Hurting Your Heart (Psalm 37:8)

This slideshow requires JavaScript.

Anger can do a lot of damage. When we allow it to control our thoughts and actions, we not only hurt other people but we also hurt ourselves.

In fact, recent medical research has found new evidence linking heart disease and anger. According to an Associated Press release, Dr. Redford B. Williams Jr. and some of his colleagues did a personality study of 118 students in law school. They were graded on their hostility. Twenty-five years later, 20 percent of those who had scored highest as being angry persons had died, compared with only 5 percent of those who had registered lowest.
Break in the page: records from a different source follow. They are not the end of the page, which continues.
impl LibSqlBackend {
    /// Open (or create) a local database file and run migrations.
    pub async fn new_local(path: &Path) -> Result<Self, DatabaseError> {
        if let Some(parent) = path.parent() {
            std::fs::create_dir_all(parent).map_err(|e| {
                DatabaseError::Pool(format!("Failed to create database directory: {e}"))
            })?;
        }

        let db = libsql::Builder::new_local(path)
            .build()
            .await
            .map_err(|e| DatabaseError::Pool(format!("Failed to open libSQL database: {e}")))?;

        let conn = db
            .connect()
            .map_err(|e| DatabaseError::Pool(format!("Failed to create connection: {e}")))?;

        let backend = Self {
            db: Arc::new(db),
            conn,
        };
        backend.init_schema().await?;
        info!(path = %path.display(), "Database opened");
        Ok(backend)
    }

    /// Create an in-memory database (for tests).
    pub async fn new_memory() -> Result<Self, DatabaseError> {
        let db = libsql::Builder::new_local(":memory:")
            .build()
            .await
            .map_err(|e| {
                DatabaseError::Pool(format!("Failed to create in-memory database: {e}"))
            })?;

        let conn = db
            .connect()
            .map_err(|e| DatabaseError::Pool(format!("Failed to create connection: {e}")))?;

        let backend = Self {
            db: Arc::new(db),
            conn,
        };
        backend.init_schema().await?;
        Ok(backend)
    }

    fn conn(&self) -> &Connection {
        &self.conn
    }

    async fn tenant_ids_where(
        &self,
        column: &str,
        value: &str,
        op: &str,
    ) -> Result<Vec<String>, DatabaseError> {
        let mut rows = self
            .conn()
            .query(
                &format!("SELECT tenant_id FROM tenant_integrations WHERE {column} = ?1 ORDER BY tenant_id"),
                params![value],
            )
            .await
            .map_err(|e| DatabaseError::Query(format!("{op}: {e}")))?;

        let mut ids = Vec::new();
        while let Some(row) = rows
            .next()
            .await
            .map_err(|e| DatabaseError::Query(format!("{op}: {e}")))?
        {
            let id: String = row
                .get(0)
                .map_err(|e| DatabaseError::Query(format!("{op} row parse: {e}")))?;
            ids.push(id);
        }
        Ok(ids)
    }

    async fn collect_messages(
        &self,
        sql: &str,
        params: impl libsql::params::IntoParams,
        op: &str,
    ) -> Result<Vec<StoredMessage>, DatabaseError> {
        let mut rows = self
            .conn()
            .query(sql, params)
            .await
            .map_err(|e| DatabaseError::Query(format!("{op}: {e}")))?;

        let mut messages = Vec::new();
        while let Some(row) = rows
            .next()
            .await
            .map_err(|e| DatabaseError::Query(format!("{op}: {e}")))?
        {
            let msg = row_to_message(&row)
                .map_err(|e| DatabaseError::Query(format!("{op} row parse: {e}")))?;
            messages.push(msg);
        }
        Ok(messages)
    }
}

// ── Helper functions ────────────────────────────────────────────────

/// Canonical timestamp format. Fixed width so that text ordering is
/// chronological.
fn timestamp(dt: DateTime<Utc>) -> String {
    dt.to_rfc3339_opts(SecondsFormat::Micros, true)
}

/// Parse an RFC 3339 or SQLite datetime string into DateTime<Utc>.
fn parse_datetime(s: &str) -> DateTime<Utc> {
    if let Ok(dt) = DateTime::parse_from_rfc3339(s) {
        return dt.with_timezone(&Utc);
    }
    if let Ok(ndt) = chrono::NaiveDateTime::parse_from_str(s, "%Y-%m-%d %H:%M:%S%.f") {
        return ndt.and_utc();
    }
    DateTime::<Utc>::MIN_UTC
}

fn parse_optional_datetime(s: &Option<String>) -> Option<DateTime<Utc>> {
    s.as_ref().map(|s| parse_datetime(s))
}

fn parse_uuid(s: &str) -> Uuid {
    Uuid::parse_str(s).unwrap_or_else(|_| Uuid::nil())
}

/// Convert `Option<&str>` to libsql Value.
fn opt_text(s: Option<&str>) -> libsql::Value {
    match s {
        Some(s) => libsql::Value::Text(s.to_string()),
        None => libsql::Value::Null,
    }
}

const CONVERSATION_COLUMNS: &str =
    "id, tenant_id, address, display_name, created_at, last_activity";

/// 0:id, 1:tenant_id, 2:address, 3:display_name, 4:created_at, 5:last_activity
fn row_to_conversation(row: &libsql::Row) -> Result<Conversation, libsql::Error> {
    let id: String = row.get(0)?;
    let created: String = row.get(4)?;
    let last: String = row.get(5)?;
    Ok(Conversation {
        id: parse_uuid(&id),
        tenant_id: row.get(1)?,
        address: row.get(2)?,
        display_name: row.get::<Option<String>>(3)?,
        created_at: parse_datetime(&created),
        last_activity: parse_datetime(&last),
    })
}

const MESSAGE_COLUMNS: &str = "id, conversation_id, role, content, provider_message_id, created_at";

/// 0:id, 1:conversation_id, 2:role, 3:content, 4:provider_message_id, 5:created_at
fn row_to_message(row: &libsql::Row) -> Result<StoredMessage, libsql::Error> {
    let id: String = row.get(0)?;
    let conversation_id: String = row.get(1)?;
    let role: String = row.get(2)?;
    let created: String = row.get(5)?;
    Ok(StoredMessage {
        id: parse_uuid(&id),
        conversation_id: parse_uuid(&conversation_id),
        role: MessageRole::parse(&role),
        content: row.get(3)?,
        provider_message_id: row.get::<Option<String>>(4)?,
        created_at: parse_datetime(&created),
    })
}

/// Column list for a content table. The image column differs per kind but
/// always sits at index 6.
fn content_columns(kind: ContentKind) -> String {
    format!(
        "id, tenant_id, title, body, platform, status, {}, published_at, fields, created_at, updated_at",
        kind.image_column()
    )
}

fn row_to_content(kind: ContentKind, row: &libsql::Row) -> Result<ContentRecord, DatabaseError> {
    let read = |e: libsql::Error| DatabaseError::Query(format!("content row parse: {e}"));

    let status_str: String = row.get(5).map_err(read)?;
    let status: ContentStatus = status_str.parse().map_err(DatabaseError::Serialization)?;
    let fields_str: String = row.get(8).map_err(read)?;
    let fields = serde_json::from_str(&fields_str)
        .map_err(|e| DatabaseError::Serialization(format!("content fields: {e}")))?;
    let published: Option<String> = row.get(7).map_err(read)?;
    let created: String = row.get(9).map_err(read)?;
    let updated: String = row.get(10).map_err(read)?;

    Ok(ContentRecord {
        id: row.get(0).map_err(read)?,
        kind,
        tenant_id: row.get(1).map_err(read)?,
        title: row.get::<Option<String>>(2).map_err(read)?,
        body: row.get::<Option<String>>(3).map_err(read)?,
        platform: row.get::<Option<String>>(4).map_err(read)?,
        status,
        image_url: row.get::<Option<String>>(6).map_err(read)?,
        published_at: parse_optional_datetime(&published),
        fields,
        created_at: parse_datetime(&created),
        updated_at: parse_datetime(&updated),
    })
}

const MEDIA_COLUMNS: &str =
    "id, tenant_id, url, media_type, reference_table, reference_id, created_at";

fn row_to_media(row: &libsql::Row) -> Result<MediaAsset, libsql::Error> {
    let created: String = row.get(6)?;
    Ok(MediaAsset {
        id: row.get(0)?,
        tenant_id: row.get::<Option<String>>(1)?,
        url: row.get(2)?,
        media_type: row.get(3)?,
        reference_table: row.get::<Option<String>>(4)?,
        reference_id: row.get::<Option<String>>(5)?,
        created_at: parse_datetime(&created),
    })
}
Dr. Williams said that people who are inclined toward anger may “get furious, for instance, in slow-moving bank lines. They complain to themselves about why other customers haven’t filled out their deposit slips ahead of time and may show their unhappiness by making sour faces or even surly comments to those ahead of them.”

No question about it, anger is hurtful to the heart – both physically and spiritually.

The New Testament admonishes, “Let all bitterness, wrath, anger … be put away from you (Ephesians 4:31), and “let the peace of God rule in your hearts (Colossians 3:15). – Paul R. Van Gorder

Biblical Solution to Inappropriate Anger

What three words in Psalm 37 are the key to handling anger so that it won’t hurt us?

_________________(v. 3), ___________________ (v. 4), _____________________(v. 5)

For every minute you are angry, you lose 60 seconds of happiness.